REQUIREMENT:
Copy out all of the entries below without any change.

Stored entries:
────────

use crate::ErrorLocation;

use thiserror::Error as ThisError;

#[derive(Debug, ThisError)]
pub enum RedactError {
    #[error("Serialization Error: {message} {location}")]
    Serialization {
        message: String,
        location: ErrorLocation,
    },
}
pub mod codec;
pub mod connection;
pub mod logger;

use thiserror::Error;

#[derive(Debug, Error)]
pub enum CoreError {
    #[error(transparent)]
    Codec(#[from] codec::CodecError),

    #[error(transparent)]
    Connection(#[from] connection::ConnectionError),

    #[error(transparent)]
    Logger(#[from] logger::LoggerError),
}
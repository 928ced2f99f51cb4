// Unit tests for the session state store: history rings, telemetry
// merge semantics, and what survives a link loss.

use crate::config::Config;
use crate::proto::{PageMessage, TelemetryPatch};
use crate::store::{HISTORY_LIMIT, LogLevel, SessionState};

use serde_json::{Map, Value, json};

fn object(value: Value) -> Map<String, Value> {
    match value {
        Value::Object(map) => map,
        other => panic!("expected object, got {other}"),
    }
}

/// **VALUE**: Verifies the log ring never exceeds its capacity and
/// always holds the most recent records, newest first.
///
/// **WHY THIS MATTERS**: The log panel renders this ring directly; an
/// unbounded ring leaks memory on a chatty controller, a wrong order
/// shows stale entries on top.
///
/// **BUG THIS CATCHES**: push/truncate on the wrong end of the deque.
#[test]
fn given_many_logs_when_pushed_then_ring_holds_newest_first() {
    let mut state = SessionState::new();

    for n in 0..60 {
        state.push_log(LogLevel::Info, format!("entry {n}"));
    }

    assert_eq!(state.logs().len(), HISTORY_LIMIT);
    assert_eq!(state.logs()[0].text, "entry 59");
    assert_eq!(state.logs()[HISTORY_LIMIT - 1].text, "entry 10");
}

/// **VALUE**: Verifies the message ring follows the same discipline
/// as the log ring.
#[test]
fn given_many_messages_when_pushed_then_ring_capped() {
    let mut state = SessionState::new();

    for n in 0..55 {
        state.push_message(PageMessage::new(&n.to_string(), "page"));
    }

    assert_eq!(state.messages().len(), HISTORY_LIMIT);
    assert_eq!(state.messages()[0].ric, 54);
    assert_eq!(state.messages()[HISTORY_LIMIT - 1].ric, 5);
}

/// **VALUE**: Verifies controller log ranks map onto the level enum,
/// with anything unrecognized reporting as info.
#[test]
fn given_log_ranks_when_mapped_then_levels() {
    assert_eq!(LogLevel::from_rank(1), LogLevel::Error);
    assert_eq!(LogLevel::from_rank(2), LogLevel::Warn);
    assert_eq!(LogLevel::from_rank(3), LogLevel::Info);
    assert_eq!(LogLevel::from_rank(4), LogLevel::Debug);
    assert_eq!(LogLevel::from_rank(5), LogLevel::Trace);
    assert_eq!(LogLevel::from_rank(0), LogLevel::Info);
    assert_eq!(LogLevel::from_rank(9), LogLevel::Info);
}

/// **VALUE**: Verifies partial telemetry merge semantics: patched
/// top-level keys are replaced wholesale, unpatched keys untouched.
///
/// **WHY THIS MATTERS**: Controllers send small deltas between full
/// snapshots; wrong merge semantics desynchronize the console from
/// the device until the next full snapshot.
#[test]
fn given_patch_when_merged_then_only_listed_keys_replaced() {
    let mut state = SessionState::new();
    state.replace_telemetry(object(json!({"node": {}, "config": {}})));

    let patch = TelemetryPatch::from_value(json!({"node": {"temp": 42}})).unwrap();
    state.merge_telemetry(patch);

    assert_eq!(
        Value::Object(state.telemetry().clone()),
        json!({"node": {"temp": 42}, "config": {}})
    );
}

/// **VALUE**: Verifies merge idempotence: applying the same patch
/// twice yields the same state as applying it once.
#[test]
fn given_same_patch_twice_when_merged_then_idempotent() {
    let mut once = SessionState::new();
    let mut twice = SessionState::new();
    let snapshot = object(json!({"node": {"temp": 10}, "onair": false}));
    once.replace_telemetry(snapshot.clone());
    twice.replace_telemetry(snapshot);

    let patch = TelemetryPatch::from_value(json!({"onair": true})).unwrap();
    once.merge_telemetry(patch.clone());
    twice.merge_telemetry(patch.clone());
    twice.merge_telemetry(patch);

    assert_eq!(once.telemetry(), twice.telemetry());
}

/// **VALUE**: Verifies what a link loss clears and what it keeps:
/// telemetry is dropped, version/config/history survive.
///
/// **WHY THIS MATTERS**: Telemetry describes a live device and would
/// be stale the moment the link dies; config and version are still
/// the best known values and the operator keeps their history.
#[test]
fn given_link_loss_when_telemetry_cleared_then_rest_survives() {
    let mut state = SessionState::new();
    state.set_version(String::from("1.2.3"));
    state.set_config(Config::default());
    state.push_log(LogLevel::Info, "hello");
    state.replace_telemetry(object(json!({"node": {"connected": true}})));

    state.clear_telemetry();

    assert!(state.telemetry().is_empty());
    assert_eq!(state.version(), Some("1.2.3"));
    assert!(state.config().is_some());
    assert_eq!(state.logs().len(), 1);
}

────────

TASK SOLUTION:
use crate::ErrorLocation;

use thiserror::Error as ThisError;

#[derive(Debug, ThisError)]
pub enum RedactError {
    #[error("Serialization Error: {message} {location}")]
    Serialization {
        message: String,
        location: ErrorLocation,
    },
}
pub mod codec;
pub mod connection;
pub mod logger;

use thiserror::Error;

#[derive(Debug, Error)]
pub enum CoreError {
    #[error(transparent)]
    Codec(#[from] codec::CodecError),

    #[error(transparent)]
    Connection(#[from] connection::ConnectionError),

    #[error(transparent)]
    Logger(#[from] logger::LoggerError),
}
repository 928ced2f99f51cb4
// Unit tests for the session state store: history rings, telemetry
// merge semantics, and what survives a link loss.

use crate::config::Config;
use crate::proto::{PageMessage, TelemetryPatch};
use crate::store::{HISTORY_LIMIT, LogLevel, SessionState};

use serde_json::{Map, Value, json};

fn object(value: Value) -> Map<String, Value> {
    match value {
        Value::Object(map) => map,
        other => panic!("expected object, got {other}"),
    }
}

/// **VALUE**: Verifies the log ring never exceeds its capacity and
/// always holds the most recent records, newest first.
///
/// **WHY THIS MATTERS**: The log panel renders this ring directly; an
/// unbounded ring leaks memory on a chatty controller, a wrong order
/// shows stale entries on top.
///
/// **BUG THIS CATCHES**: push/truncate on the wrong end of the deque.
#[test]
fn given_many_logs_when_pushed_then_ring_holds_newest_first() {
    let mut state = SessionState::new();

    for n in 0..60 {
        state.push_log(LogLevel::Info, format!("entry {n}"));
    }

    assert_eq!(state.logs().len(), HISTORY_LIMIT);
    assert_eq!(state.logs()[0].text, "entry 59");
    assert_eq!(state.logs()[HISTORY_LIMIT - 1].text, "entry 10");
}

/// **VALUE**: Verifies the message ring follows the same discipline
/// as the log ring.
#[test]
fn given_many_messages_when_pushed_then_ring_capped() {
    let mut state = SessionState::new();

    for n in 0..55 {
        state.push_message(PageMessage::new(&n.to_string(), "page"));
    }

    assert_eq!(state.messages().len(), HISTORY_LIMIT);
    assert_eq!(state.messages()[0].ric, 54);
    assert_eq!(state.messages()[HISTORY_LIMIT - 1].ric, 5);
}

/// **VALUE**: Verifies controller log ranks map onto the level enum,
/// with anything unrecognized reporting as info.
#[test]
fn given_log_ranks_when_mapped_then_levels() {
    assert_eq!(LogLevel::from_rank(1), LogLevel::Error);
    assert_eq!(LogLevel::from_rank(2), LogLevel::Warn);
    assert_eq!(LogLevel::from_rank(3), LogLevel::Info);
    assert_eq!(LogLevel::from_rank(4), LogLevel::Debug);
    assert_eq!(LogLevel::from_rank(5), LogLevel::Trace);
    assert_eq!(LogLevel::from_rank(0), LogLevel::Info);
    assert_eq!(LogLevel::from_rank(9), LogLevel::Info);
}

/// **VALUE**: Verifies partial telemetry merge semantics: patched
/// top-level keys are replaced wholesale, unpatched keys untouched.
///
/// **WHY THIS MATTERS**: Controllers send small deltas between full
/// snapshots; wrong merge semantics desynchronize the console from
/// the device until the next full snapshot.
#[test]
fn given_patch_when_merged_then_only_listed_keys_replaced() {
    let mut state = SessionState::new();
    state.replace_telemetry(object(json!({"node": {}, "config": {}})));

    let patch = TelemetryPatch::from_value(json!({"node": {"temp": 42}})).unwrap();
    state.merge_telemetry(patch);

    assert_eq!(
        Value::Object(state.telemetry().clone()),
        json!({"node": {"temp": 42}, "config": {}})
    );
}

/// **VALUE**: Verifies merge idempotence: applying the same patch
/// twice yields the same state as applying it once.
#[test]
fn given_same_patch_twice_when_merged_then_idempotent() {
    let mut once = SessionState::new();
    let mut twice = SessionState::new();
    let snapshot = object(json!({"node": {"temp": 10}, "onair": false}));
    once.replace_telemetry(snapshot.clone());
    twice.replace_telemetry(snapshot);

    let patch = TelemetryPatch::from_value(json!({"onair": true})).unwrap();
    once.merge_telemetry(patch.clone());
    twice.merge_telemetry(patch.clone());
    twice.merge_telemetry(patch);

    assert_eq!(once.telemetry(), twice.telemetry());
}

/// **VALUE**: Verifies what a link loss clears and what it keeps:
/// telemetry is dropped, version/config/history survive.
///
/// **WHY THIS MATTERS**: Telemetry describes a live device and would
/// be stale the moment the link dies; config and version are still
/// the best known values and the operator keeps their history.
#[test]
fn given_link_loss_when_telemetry_cleared_then_rest_survives() {
    let mut state = SessionState::new();
    state.set_version(String::from("1.2.3"));
    state.set_config(Config::default());
    state.push_log(LogLevel::Info, "hello");
    state.replace_telemetry(object(json!({"node": {"connected": true}})));

    state.clear_telemetry();

    assert!(state.telemetry().is_empty());
    assert_eq!(state.version(), Some("1.2.3"));
    assert!(state.config().is_some());
    assert_eq!(state.logs().len(), 1);
}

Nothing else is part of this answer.